Publications Repository - Helmholtz-Zentrum Dresden-Rossendorf

The upcoming generation of repetition-rate petawatt class lasers drives the development of laser-plasma proton accelerators and enables new applications e.g. in cancer radiotherapy
research. To harness the full potential of these laser systems and their applications, it is crucial to characterize and control the density profile of the target at the arrival of the ultra-intense laser peak. Cryogenic solid-density hydrogen jets were successfully demonstrated as a promising target platform to investigate various aspects of the high intensity interaction. In combination with optical and X-ray probing techniques, the unique properties of these jets as self-replenishing, debris free, low-density, pure hydrogen targets provide an ideal test bed to study processes like ionization and pre-expansion that occur during irradiation of the leading edge of the laser pulse.

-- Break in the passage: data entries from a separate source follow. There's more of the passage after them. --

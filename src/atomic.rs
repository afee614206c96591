//! Atomic file replacement.
//!
//! Every write that lands in the archive goes through a temporary file in the
//! destination directory and is renamed into place, so readers never observe
//! a half-written asset and an interrupted run leaves the previous file intact.

use std::io::{self, Write};
use std::path::Path;

/// Write `bytes` to `path` through a sibling temporary file and an atomic rename.
pub fn write_atomic(path: &Path, bytes: &[u8]) -> io::Result<()> {
    let parent = path.parent().unwrap_or_else(|| Path::new("."));
    std::fs::create_dir_all(parent)?;

    let mut temp_file = tempfile::Builder::new()
        .prefix(".partial-")
        .tempfile_in(parent)?;

    temp_file.write_all(bytes)?;
    temp_file.flush()?;
    temp_file.as_file().sync_all()?;

    temp_file.persist(path).map_err(|e| e.error)?;

    // Fsync parent directory so the rename survives a crash
    if let Ok(dir) = std::fs::File::open(parent) {
        let _ = dir.sync_all();
    }

    Ok(())
}

/// Whether a directory entry is an in-flight temporary file from [`write_atomic`].
pub fn is_partial_file(name: &str) -> bool {
    name.starts_with(".partial-")
}
//! Rate-limit aware batch fetching.
//!
//! Render requests carry their node ids in the query string, so large id sets
//! are split into chunks whose encoded URL stays within a length budget.
//! Chunks run with bounded concurrency. A throttled or transiently failing
//! chunk backs off and retries until its budget of `K x concurrency` failed
//! attempts is spent, after which it is dropped and reported with the cause
//! of its last failure rather than failing the document.

use futures::stream::{self, StreamExt};
use std::collections::BTreeMap;
use std::future::Future;
use std::sync::Arc;
use std::time::Duration;
use tracing::{debug, error, info, warn};

use super::retry::{RetryContext, RetryErrorType};
use super::{ApiResponse, FetcherError, FetcherResult, ImageApi, RenderParams};
use crate::downloader::config::{
    calculate_backoff, BASE_BACKOFF_MS, DEFAULT_FETCH_CONCURRENCY, DEFAULT_RETRY_MULTIPLIER,
    DEFAULT_URL_BUDGET, MAX_BACKOFF_MS,
};
use crate::metrics::record_retry_backoff;
use crate::shutdown::{is_requested, sleep_unless_shutdown, SharedShutdown};

/// Encoded length of the `,` joining ids in the query string
const ENCODED_SEPARATOR_LEN: usize = 3;

/// Tuning for a [`BatchFetcher`]
#[derive(Debug, Clone, PartialEq)]
pub struct BatchOptions {
    /// Chunks in flight at once
    pub concurrency: usize,
    /// K in the retry budget `K x concurrency`
    pub retry_multiplier: u32,
    /// Base backoff delay
    pub base_delay: Duration,
    /// Backoff cap
    pub max_delay: Duration,
    /// Maximum encoded URL length
    pub url_budget: usize,
}

impl Default for BatchOptions {
    fn default() -> Self {
        Self {
            concurrency: DEFAULT_FETCH_CONCURRENCY,
            retry_multiplier: DEFAULT_RETRY_MULTIPLIER,
            base_delay: Duration::from_millis(BASE_BACKOFF_MS),
            max_delay: Duration::from_millis(MAX_BACKOFF_MS),
            url_budget: DEFAULT_URL_BUDGET,
        }
    }
}

/// Ids split into request-sized chunks
#[derive(Debug, Clone, Default, PartialEq)]
pub struct ChunkPlan {
    /// Chunks in input order
    pub chunks: Vec<Vec<String>>,
    /// Ids whose URL alone exceeds the budget
    pub oversized: Vec<String>,
}

/// Why a chunk produced no URLs
#[derive(Debug, Clone, PartialEq)]
pub enum DropReason {
    /// Failed transiently more often than the retry budget allows
    RetriesExhausted {
        /// Failed attempts
        attempts: u32,
        /// Classification of the last failure
        cause: RetryErrorType,
    },
    /// Upstream rejected the request
    Rejected(String),
    /// Shutdown requested while waiting
    Cancelled,
}

/// A chunk that was given up on
#[derive(Debug, Clone, PartialEq)]
pub struct DroppedChunk {
    /// Ids of the chunk
    pub ids: Vec<String>,
    /// Cause
    pub reason: DropReason,
}

/// Aggregated result of a batch fetch
#[derive(Debug, Clone, Default, PartialEq)]
pub struct FetchOutcome {
    /// Key to signed URL
    pub urls: BTreeMap<String, String>,
    /// Keys upstream answered with a null URL
    pub unrendered: Vec<String>,
    /// Chunks given up on
    pub dropped: Vec<DroppedChunk>,
    /// Ids skipped because a single id exceeds the URL budget
    pub oversized: Vec<String>,
}

impl FetchOutcome {
    fn absorb(&mut self, ids: Vec<String>, result: ChunkResult) {
        match result {
            ChunkResult::Resolved(mut images) => {
                for id in ids {
                    match images.remove(&id).flatten() {
                        Some(url) => {
                            self.urls.insert(id, url);
                        }
                        None => self.unrendered.push(id),
                    }
                }
            }
            ChunkResult::Dropped(reason) => self.dropped.push(DroppedChunk { ids, reason }),
        }
    }

    fn absorb_all(&mut self, images: BTreeMap<String, Option<String>>) {
        for (key, url) in images {
            match url {
                Some(url) => {
                    self.urls.insert(key, url);
                }
                None => self.unrendered.push(key),
            }
        }
    }
}

enum ChunkResult {
    Resolved(BTreeMap<String, Option<String>>),
    Dropped(DropReason),
}

/// Fetches signed URLs for one document using one access token
pub struct BatchFetcher {
    api: Arc<dyn ImageApi>,
    token: String,
    options: BatchOptions,
    shutdown: Option<SharedShutdown>,
}

impl BatchFetcher {
    /// Create a fetcher using `token` for every request
    pub fn new(api: Arc<dyn ImageApi>, token: impl Into<String>, options: BatchOptions) -> Self {
        Self {
            api,
            token: token.into(),
            options,
            shutdown: None,
        }
    }

    /// Abort backoff sleeps when shutdown is requested
    pub fn with_shutdown(mut self, shutdown: SharedShutdown) -> Self {
        self.shutdown = Some(shutdown);
        self
    }

    /// Options in effect
    pub fn options(&self) -> &BatchOptions {
        &self.options
    }

    /// Rate-limited responses a chunk may receive before it is dropped
    pub fn max_retries(&self) -> u32 {
        self.options
            .retry_multiplier
            .saturating_mul(self.options.concurrency.max(1) as u32)
    }

    /// Delay before retry number `retry_count + 1` when no `Retry-After` was given
    pub fn backoff_delay(&self, retry_count: u32) -> Duration {
        calculate_backoff(
            retry_count,
            self.options.base_delay,
            self.options.concurrency,
            self.options.max_delay,
        )
    }

    /// Split `ids` greedily so every chunk's render URL fits the budget.
    pub fn chunk_ids(
        &self,
        file_key: &str,
        ids: &[String],
        params: &RenderParams,
    ) -> FetcherResult<ChunkPlan> {
        let base_len = self.api.render_url(file_key, &[], params)?.as_str().len();
        let budget = self.options.url_budget;

        let mut plan = ChunkPlan::default();
        let mut current: Vec<String> = Vec::new();
        let mut current_len = base_len;

        for id in ids {
            let id_len = encoded_len(id);
            if base_len + id_len > budget {
                warn!(file_key, node_id = %id, budget, "Node id alone exceeds URL budget");
                plan.oversized.push(id.clone());
                continue;
            }

            let added = if current.is_empty() {
                id_len
            } else {
                id_len + ENCODED_SEPARATOR_LEN
            };

            if current_len + added > budget {
                plan.chunks.push(std::mem::take(&mut current));
                current_len = base_len + id_len;
            } else {
                current_len += added;
            }
            current.push(id.clone());
        }

        if !current.is_empty() {
            plan.chunks.push(current);
        }

        Ok(plan)
    }

    /// Fetch render URLs for `ids`.
    ///
    /// An empty id set issues no request.
    pub async fn fetch_renders(
        &self,
        file_key: &str,
        ids: &[String],
        params: &RenderParams,
    ) -> FetcherResult<FetchOutcome> {
        if ids.is_empty() {
            debug!(file_key, "No ids to render");
            return Ok(FetchOutcome::default());
        }

        let plan = self.chunk_ids(file_key, ids, params)?;
        info!(
            file_key,
            ids = ids.len(),
            chunks = plan.chunks.len(),
            concurrency = self.options.concurrency,
            "Fetching render URLs"
        );

        let results: Vec<(Vec<String>, ChunkResult)> = stream::iter(plan.chunks)
            .map(|chunk| async move {
                let result = self
                    .with_retry(file_key, chunk.len(), || {
                        self.api.render_images(file_key, &chunk, params, &self.token)
                    })
                    .await;
                (chunk, result)
            })
            .buffer_unordered(self.options.concurrency.max(1))
            .collect()
            .await;

        let mut outcome = FetchOutcome {
            oversized: plan.oversized,
            ..Default::default()
        };
        for (chunk, result) in results {
            outcome.absorb(chunk, result);
        }
        Ok(outcome)
    }

    /// Fetch signed URLs for every image fill of a document
    pub async fn fetch_fills(&self, file_key: &str) -> FetchOutcome {
        let mut outcome = FetchOutcome::default();
        match self
            .with_retry(file_key, 1, || self.api.image_fills(file_key, &self.token))
            .await
        {
            ChunkResult::Resolved(images) => outcome.absorb_all(images),
            ChunkResult::Dropped(reason) => outcome.dropped.push(DroppedChunk {
                ids: Vec::new(),
                reason,
            }),
        }
        outcome
    }

    async fn with_retry<F, Fut>(&self, file_key: &str, chunk_len: usize, request: F) -> ChunkResult
    where
        F: Fn() -> Fut,
        Fut: Future<Output = Result<ApiResponse, FetcherError>>,
    {
        let max_retries = self.max_retries();
        let mut failures: u32 = 0;

        loop {
            if is_requested(self.shutdown.as_ref()) {
                return ChunkResult::Dropped(DropReason::Cancelled);
            }

            let (delay, error_type) = match request().await {
                Ok(ApiResponse::Images(images)) => {
                    if failures > 0 {
                        debug!(file_key, retries = failures, "Chunk succeeded after retries");
                    }
                    return ChunkResult::Resolved(images);
                }
                Ok(ApiResponse::Rejected { status, reason }) => {
                    warn!(file_key, status, %reason, "Request rejected by API");
                    return ChunkResult::Dropped(DropReason::Rejected(reason));
                }
                Ok(ApiResponse::RateLimited { retry_after }) => (
                    retry_after
                        .map(|delay| delay.min(self.options.max_delay))
                        .unwrap_or_else(|| self.backoff_delay(failures)),
                    RetryErrorType::RateLimit,
                ),
                Err(e) => match e.error_type() {
                    Some(error_type) if error_type.is_retryable() => {
                        warn!(file_key, error = %e, "Transient API failure");
                        (self.backoff_delay(failures), error_type)
                    }
                    _ => {
                        warn!(file_key, error = %e, "Request failed");
                        return ChunkResult::Dropped(DropReason::Rejected(e.to_string()));
                    }
                },
            };

            failures += 1;
            let context = RetryContext {
                retry: failures,
                max_retries,
                error_type,
                backoff_duration: delay,
                file_key: file_key.to_string(),
                chunk_len,
            };

            if failures >= max_retries {
                error!(file_key, attempts = failures, "{}", context.format_failure());
                return ChunkResult::Dropped(DropReason::RetriesExhausted {
                    attempts: failures,
                    cause: error_type,
                });
            }

            info!(file_key, "{}", context.format_retry());
            record_retry_backoff(delay, failures);

            if !sleep_unless_shutdown(self.shutdown.as_ref(), delay).await {
                return ChunkResult::Dropped(DropReason::Cancelled);
            }
        }
    }
}

/// Length of `s` after `application/x-www-form-urlencoded` encoding.
///
/// Alphanumerics and `*-._` stay literal, space becomes `+`, every other byte
/// becomes `%XX`.
pub fn encoded_len(s: &str) -> usize {
    s.bytes()
        .map(|b| match b {
            b'a'..=b'z' | b'A'..=b'Z' | b'0'..=b'9' | b'*' | b'-' | b'.' | b'_' | b' ' => 1,
            _ => 3,
        })
        .sum()
}
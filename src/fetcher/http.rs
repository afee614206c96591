//! HTTP client for the image API.
//!
//! Single requests only: retries, chunking and backoff live in
//! [`super::batch`]. Responses are decoded into [`ApiResponse`] so callers
//! never see raw status handling.

use async_trait::async_trait;
use reqwest::header::{HeaderMap, RETRY_AFTER};
use reqwest::{Client, StatusCode, Url};
use serde::Deserialize;
use serde_json::Value;
use std::collections::BTreeMap;
use std::time::Duration;
use tracing::{debug, warn};

use super::retry::extract_error_type;
use super::{ApiResponse, FetcherError, FetcherResult, ImageApi, RenderParams};
use crate::downloader::config::{CONNECT_TIMEOUT, REQUEST_TIMEOUT};
use crate::metrics::ApiRequestMetrics;

/// Production API root
pub const DEFAULT_API_BASE_URL: &str = "https://api.figma.com/v1";

const TOKEN_HEADER: &str = "X-Figma-Token";

/// Image API client over reqwest
#[derive(Debug, Clone)]
pub struct FigmaHttpClient {
    client: Client,
    base_url: String,
}

impl FigmaHttpClient {
    /// Create a client on top of a shared reqwest client
    pub fn new(client: Client, base_url: impl Into<String>) -> Self {
        Self {
            client,
            base_url: base_url.into().trim_end_matches('/').to_string(),
        }
    }

    /// Create a client for the production API with default timeouts
    pub fn with_default_client() -> FetcherResult<Self> {
        Ok(Self::new(build_client()?, DEFAULT_API_BASE_URL))
    }

    /// API root this client talks to
    pub fn base_url(&self) -> &str {
        &self.base_url
    }

    async fn get(&self, url: Url, token: &str, endpoint: &'static str) -> FetcherResult<ApiResponse> {
        let metrics = ApiRequestMetrics::start(endpoint);
        debug!(endpoint, url_len = url.as_str().len(), "Sending API request");

        let response = self
            .client
            .get(url)
            .header(TOKEN_HEADER, token)
            .send()
            .await
            .map_err(|e| {
                metrics.record_network_error();
                network_error(&e)
            })?;

        let status = response.status();
        metrics.record_complete(status.as_u16());

        if status == StatusCode::TOO_MANY_REQUESTS {
            return Ok(ApiResponse::RateLimited {
                retry_after: parse_retry_after(response.headers()),
            });
        }

        if status.is_server_error() {
            return Err(FetcherError::ServerError(status.as_u16()));
        }

        let body = response
            .bytes()
            .await
            .map_err(|e| network_error(&e))?;

        Ok(parse_images_body(status.as_u16(), &body))
    }
}

fn network_error(err: &reqwest::Error) -> FetcherError {
    FetcherError::NetworkError {
        kind: extract_error_type(None, Some(err)),
        message: err.to_string(),
    }
}

/// Build the shared reqwest client with the pipeline timeouts
pub fn build_client() -> FetcherResult<Client> {
    Client::builder()
        .connect_timeout(CONNECT_TIMEOUT)
        .timeout(REQUEST_TIMEOUT)
        .build()
        .map_err(|e| FetcherError::InvalidRequest(format!("Failed to build HTTP client: {e}")))
}

/// Build a render URL: `{base}/images/{key}?ids=..&scale=..&format=..&use_absolute_bounds=true`.
pub fn render_url(
    base_url: &str,
    file_key: &str,
    ids: &[String],
    params: &RenderParams,
) -> FetcherResult<Url> {
    let endpoint = format!("{}/images/{}", base_url.trim_end_matches('/'), file_key);
    Url::parse_with_params(
        &endpoint,
        &[
            ("ids", ids.join(",")),
            ("scale", format_scale(params.scale)),
            ("format", params.format.as_str().to_string()),
            ("use_absolute_bounds", "true".to_string()),
        ],
    )
    .map_err(|e| FetcherError::InvalidRequest(format!("{endpoint}: {e}")))
}

/// Format a scale the way it appears in URLs and file names: `1`, `2`, `0.5`.
pub fn format_scale(scale: f64) -> String {
    if scale.fract() == 0.0 {
        format!("{}", scale as i64)
    } else {
        format!("{scale}")
    }
}

/// Parse `Retry-After` given in seconds.
///
/// Values a [`Duration`] cannot hold are ignored like any other garbage.
pub fn parse_retry_after(headers: &HeaderMap) -> Option<Duration> {
    let value = headers.get(RETRY_AFTER)?.to_str().ok()?.trim();
    match value.parse::<f64>().ok().map(Duration::try_from_secs_f64) {
        Some(Ok(delay)) => Some(delay),
        _ => {
            warn!(value, "Ignoring unparseable Retry-After header");
            None
        }
    }
}

#[derive(Debug, Default, Deserialize)]
struct MetaBody {
    #[serde(default)]
    images: Option<BTreeMap<String, Option<String>>>,
}

#[derive(Debug, Default, Deserialize)]
struct ImagesBody {
    #[serde(default)]
    images: Option<BTreeMap<String, Option<String>>>,
    #[serde(default)]
    meta: Option<MetaBody>,
    #[serde(default)]
    err: Option<Value>,
    #[serde(default)]
    error: Option<Value>,
    #[serde(default)]
    message: Option<String>,
}

/// Decode an image API body.
///
/// Both the render shape (`{"images": {..}}`) and the fills shape
/// (`{"meta": {"images": {..}}}`) are accepted. An `err`/`error` field or a
/// non-success status is a rejection. A successful but undecodable body is
/// treated as an empty result.
pub fn parse_images_body(status: u16, body: &[u8]) -> ApiResponse {
    let success = (200..300).contains(&status);

    let parsed: ImagesBody = match serde_json::from_slice(body) {
        Ok(parsed) => parsed,
        Err(e) if success => {
            warn!(status, error = %e, "Undecodable API response treated as empty");
            return ApiResponse::Images(BTreeMap::new());
        }
        Err(_) => {
            return ApiResponse::Rejected {
                status,
                reason: format!("HTTP {status}"),
            }
        }
    };

    if let Some(reason) = error_reason(parsed.err.as_ref()).or_else(|| error_reason(parsed.error.as_ref())) {
        return ApiResponse::Rejected {
            status,
            reason: parsed.message.unwrap_or(reason),
        };
    }

    if !success {
        return ApiResponse::Rejected {
            status,
            reason: parsed.message.unwrap_or_else(|| format!("HTTP {status}")),
        };
    }

    let images = parsed
        .images
        .or_else(|| parsed.meta.and_then(|meta| meta.images))
        .unwrap_or_default();
    ApiResponse::Images(images)
}

fn error_reason(value: Option<&Value>) -> Option<String> {
    match value? {
        Value::Null | Value::Bool(false) => None,
        Value::String(s) if s.is_empty() => None,
        Value::String(s) => Some(s.clone()),
        Value::Bool(true) => Some("error flag set".to_string()),
        other => Some(other.to_string()),
    }
}

#[async_trait]
impl ImageApi for FigmaHttpClient {
    fn render_url(
        &self,
        file_key: &str,
        ids: &[String],
        params: &RenderParams,
    ) -> FetcherResult<Url> {
        render_url(&self.base_url, file_key, ids, params)
    }

    async fn image_fills(&self, file_key: &str, token: &str) -> FetcherResult<ApiResponse> {
        let endpoint = format!("{}/files/{}/images", self.base_url, file_key);
        let url = Url::parse(&endpoint)
            .map_err(|e| FetcherError::InvalidRequest(format!("{endpoint}: {e}")))?;
        self.get(url, token, "image_fills").await
    }

    async fn render_images(
        &self,
        file_key: &str,
        ids: &[String],
        params: &RenderParams,
        token: &str,
    ) -> FetcherResult<ApiResponse> {
        let url = render_url(&self.base_url, file_key, ids, params)?;
        self.get(url, token, "render_images").await
    }
}
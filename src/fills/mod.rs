//! Paint usage mapping.
//!
//! Walks a document once and records, for every image hash referenced by an
//! image paint, which nodes use it, how, and where those nodes sit. The
//! resulting [`PaintUsageMap`] answers the question the optimizer asks for
//! each downloaded fill: how large does this image actually need to be?

pub mod sizing;

use crate::document::{resolve_geometry, DocumentError, Geometry, Node, Paint};
use crate::Dimensions;
use std::collections::{BTreeMap, BTreeSet};
use thiserror::Error;

pub use sizing::{required_size, ScaleMode};

/// Default render density multiplier applied to FIT and FILL usages
pub const DEFAULT_DENSITY: f64 = 2.5;

/// Errors raised while mapping or sizing fills
#[derive(Error, Debug)]
pub enum FillError {
    /// A paint uses a scale mode the sizing rules do not know
    #[error("Unsupported scale mode '{mode}' for image {hash} on node {node_id}")]
    UnsupportedScaleMode {
        /// Image hash
        hash: String,
        /// Node carrying the paint
        node_id: String,
        /// Raw mode string
        mode: String,
    },

    /// The document could not be read
    #[error(transparent)]
    Document(#[from] DocumentError),
}

/// Every usage of one image hash.
#[derive(Debug, Clone, Default, PartialEq)]
pub struct PaintUsageRecord {
    /// `(node id, paint)` for each use, in document order
    pub usage: Vec<(String, Paint)>,
    /// Resolved geometry of each using node; `None` when unknown
    pub nodes: BTreeMap<String, Option<Geometry>>,
}

impl PaintUsageRecord {
    /// Largest pixel size any usage needs, never exceeding `original`.
    ///
    /// A usage on a node with unknown geometry needs the full original.
    pub fn max_size(&self, original: Dimensions, density: f64) -> Result<Dimensions, FillError> {
        let mut width: f64 = 0.0;
        let mut height: f64 = 0.0;

        for (node_id, paint) in &self.usage {
            let mode = ScaleMode::of(paint).map_err(|_| FillError::UnsupportedScaleMode {
                hash: paint.image_hash().unwrap_or_default().to_string(),
                node_id: node_id.clone(),
                mode: paint.scale_mode.clone().unwrap_or_default(),
            })?;

            let Some(Some(geometry)) = self.nodes.get(node_id) else {
                return Ok(original);
            };

            let (w, h) = required_size(mode, paint, geometry, original, density);
            width = width.max(w);
            height = height.max(h);
        }

        Ok(Dimensions {
            width: clamp_side(width, original.width),
            height: clamp_side(height, original.height),
        })
    }
}

fn clamp_side(required: f64, original: u32) -> u32 {
    if !required.is_finite() {
        return original;
    }
    (required.ceil().max(1.0) as u32).min(original)
}

/// Image hash to usage record for one document.
#[derive(Debug, Clone, Default, PartialEq)]
pub struct PaintUsageMap {
    records: BTreeMap<String, PaintUsageRecord>,
    density: f64,
}

impl PaintUsageMap {
    /// Usage record for `hash`
    pub fn get(&self, hash: &str) -> Option<&PaintUsageRecord> {
        self.records.get(hash)
    }

    /// All referenced hashes in sorted order
    pub fn hashes(&self) -> impl Iterator<Item = &String> {
        self.records.keys()
    }

    /// Number of distinct hashes
    pub fn len(&self) -> usize {
        self.records.len()
    }

    /// Whether the document references no image fills
    pub fn is_empty(&self) -> bool {
        self.records.is_empty()
    }

    /// Maximum needed size of `hash`, or `None` if it is not referenced
    pub fn max_size(&self, hash: &str, original: Dimensions) -> Result<Option<Dimensions>, FillError> {
        self.records
            .get(hash)
            .map(|record| record.max_size(original, self.density))
            .transpose()
    }
}

/// Builds [`PaintUsageMap`]s.
#[derive(Debug, Clone, Copy)]
pub struct PaintUsageMapper {
    density: f64,
}

impl Default for PaintUsageMapper {
    fn default() -> Self {
        Self::new(DEFAULT_DENSITY)
    }
}

impl PaintUsageMapper {
    /// Create a mapper using `density` for FIT and FILL usages
    pub fn new(density: f64) -> Self {
        Self { density }
    }

    /// Map every image paint in the tree rooted at `root`.
    ///
    /// Fails on the first paint with an unsupported scale mode or a node whose
    /// `fills` cannot be decoded.
    pub fn map(&self, root: &Node) -> Result<PaintUsageMap, FillError> {
        let mut records: BTreeMap<String, PaintUsageRecord> = BTreeMap::new();
        let mut stack: Vec<(&Node, Option<&Node>)> = vec![(root, None)];

        while let Some((node, parent)) = stack.pop() {
            let fills = node.fills()?;
            let mut geometry = None;

            for paint in fills.iter() {
                let Some(hash) = paint.image_hash() else {
                    continue;
                };
                ScaleMode::of(paint).map_err(|_| FillError::UnsupportedScaleMode {
                    hash: hash.to_string(),
                    node_id: node.id.clone(),
                    mode: paint.scale_mode.clone().unwrap_or_default(),
                })?;

                let resolved = *geometry.get_or_insert_with(|| resolve_geometry(node, parent));
                let record = records.entry(hash.to_string()).or_default();
                record.usage.push((node.id.clone(), paint.clone()));
                record.nodes.insert(node.id.clone(), resolved);
            }

            for child in node.children.iter().rev() {
                stack.push((child, Some(node)));
            }
        }

        Ok(PaintUsageMap {
            records,
            density: self.density,
        })
    }
}

/// Every image hash referenced anywhere in the tree.
///
/// Unlike [`PaintUsageMapper::map`] this never fails on scale modes and skips
/// nodes whose fills cannot be decoded.
pub fn referenced_hashes(root: &Node) -> BTreeSet<String> {
    let mut hashes = BTreeSet::new();
    let mut stack = vec![root];
    while let Some(node) = stack.pop() {
        if let Ok(fills) = node.fills() {
            hashes.extend(fills.iter().filter_map(Paint::image_hash).map(str::to_string));
        }
        stack.extend(node.children.iter());
    }
    hashes
}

In this contribution, we present the results of laser-target interaction studies with intensities ranging from the relativistic regime down to the intensities of dielectric breakdown of hydrogen. They were conducted using the cryogenic hydrogen jet platform together with the high-resolution optical probing capabilities at the Draco laser facility at Helmholtz-Zentrum Dresden-Rossendorf and the X-ray free electron laser at the HiBEF facility at European XFEL. Changing the drive laser pulse parameters enabled extensive studies, e.g., of the transition from an initial solid state to a plasma state, i.e., the onset of laser-induced breakdown of the solid defining the starting point of the subsequent pre-expansion. As a further example, insights into pre-plasma formation are obtained by investigating the intensity-dependent evolution of the target density profile. These results, together with technical advancements of the target, will be valuable for optimizing laser-driven proton acceleration at high-intensity laser facilities.